To answer your question on why is it slow:
This is purely because HTMLUnit has many things going against it:
- It is running in a compiled language which does not have many of the native optimisations of browsers such as FireFox.
- It requires well formed XML as opposed to HTML(non-strict) which means that it has to convert the HTML into XML.
- Then it has to run the JavaScript through a parser, fix any problems with the code, then process that inside Java itself.
- Also as @Arya pointed out, it requests things one at a time, so many javascript files will result in a slow down, many images will result in a slow down.

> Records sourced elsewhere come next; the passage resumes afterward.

fn read_iloc(range: &mut BitstreamRange<'_>) -> Result<ItemLocationBox> {
    let (version, _flags) = read_fullbox_extra(range);

    let values4 = range.read16();
    let offset_size = ((values4 >> 12) & 0xF) as u8;
    let length_size = ((values4 >> 8) & 0xF) as u8;
    let base_offset_size = ((values4 >> 4) & 0xF) as u8;
    let index_size = if version > 1 { (values4 & 0xF) as u8 } else { 0 };

    let item_count = if version < 2 {
        usize::from(range.read16())
    } else {
        range.read32() as usize
    };

    if item_count > MAX_ILOC_ITEMS {
        return Err(Error::with_message(
            ErrorCode::MemoryAllocationError,
            SubError::SecurityLimitExceeded,
            format!(
                "iloc box contains {item_count} items, which exceeds the security limit of {MAX_ILOC_ITEMS} items"
            ),
        ));
    }

    let mut items = TryVec::new();

    for _ in 0..item_count {
        let item_id = if version < 2 {
            u32::from(range.read16())
        } else {
            range.read32()
        };

        let construction_method = if version >= 1 {
            (range.read16() & 0xF) as u8
        } else {
            0
        };

        let data_reference_index = range.read16();

        let base_offset = match base_offset_size {
            4 => u64::from(range.read32()),
            8 => (u64::from(range.read32()) << 32) | u64::from(range.read32()),
            _ => 0,
        };

        let extent_count = usize::from(range.read16());
        if extent_count > MAX_ILOC_EXTENTS_PER_ITEM {
            return Err(Error::with_message(
                ErrorCode::MemoryAllocationError,
                SubError::SecurityLimitExceeded,
                format!(
                    "Number of extents in iloc box ({extent_count}) exceeds security limit ({MAX_ILOC_EXTENTS_PER_ITEM})"
                ),
            ));
        }

        let mut extents = TryVec::new();
        for _ in 0..extent_count {
            let mut extent = IlocExtent::default();

            if version > 1 && index_size > 0 {
                extent.index = match index_size {
                    4 => u64::from(range.read32()),
                    8 => (u64::from(range.read32()) << 32) | u64::from(range.read32()),
                    _ => 0,
                };
            }

            extent.offset = match offset_size {
                4 => u64::from(range.read32()),
                8 => (u64::from(range.read32()) << 32) | u64::from(range.read32()),
                _ => 0,
            };

            extent.length = match length_size {
                4 => u64::from(range.read32()),
                8 => (u64::from(range.read32()) << 32) | u64::from(range.read32()),
                _ => 0,
            };

            extents.push(extent)?;
        }

        if !range.error() {
            items.push(IlocItem {
                item_id,
                construction_method,
                data_reference_index,
                base_offset,
                extents,
            })?;
        }
    }

    range.get_error()?;
    Ok(ItemLocationBox { items })
}
// This Source Code Form is subject to the terms of the Mozilla Public
// License, v. 2.0. If a copy of the MPL was not distributed with this
// file, You can obtain one at https://mozilla.org/MPL/2.0/.

//! Dump the box tree of HEIF files.

use std::process::ExitCode;

use heif_reader::HeifContext;

fn main() -> ExitCode {
    let paths: Vec<String> = std::env::args().skip(1).collect();
    if paths.is_empty() {
        eprintln!("usage: dump_boxes <file.heic>...");
        return ExitCode::FAILURE;
    }

    let mut failed = false;
    for path in &paths {
        println!("Boxes in {path}:");
        match HeifContext::from_file(path) {
            Ok(context) => print!("{}", context.debug_dump_boxes()),
            Err(err) => {
                eprintln!("{path}: {err}");
                failed = true;
            }
        }
    }

    if failed {
        ExitCode::FAILURE
    } else {
        ExitCode::SUCCESS
    }
}
#[cfg(feature = "cli")]
pub mod cli;
pub mod toml_config;

pub use toml_config::{
    ApiConfig, MatchingConfig, OutputConfig, RateLimitConfig, StoreConfig, TransferConfig,
};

To answer your question on how to speed it up:
As a general rule I disable(unless they are needed):
- JavaScript
- Images
- CSS
- Applets.
I also got the source code and removed the ActiveX support and re-compiled. If you want to prevent the code from loading those extra pages you can use the code below to give a response without downloading it from the web.
WebClient browser;
browser.setWebConnection(new WebConnectionWrapper(browser) {
@Override
public WebResponse getResponse(final WebRequest request) throws IOException {
if (/* Perform a test here */) {
return super.getResponse(request); // Pass the responsibility up.
} else {
/* Give the program a response, but leave it empty. */
return new StringWebResponse("", request.getUrl());
}
}
});
Other things I have noticed:
- HTMLUnit is not thread safe meaning that you should probably create a new one for each thread.
- HTMLUnit does actually cache the pages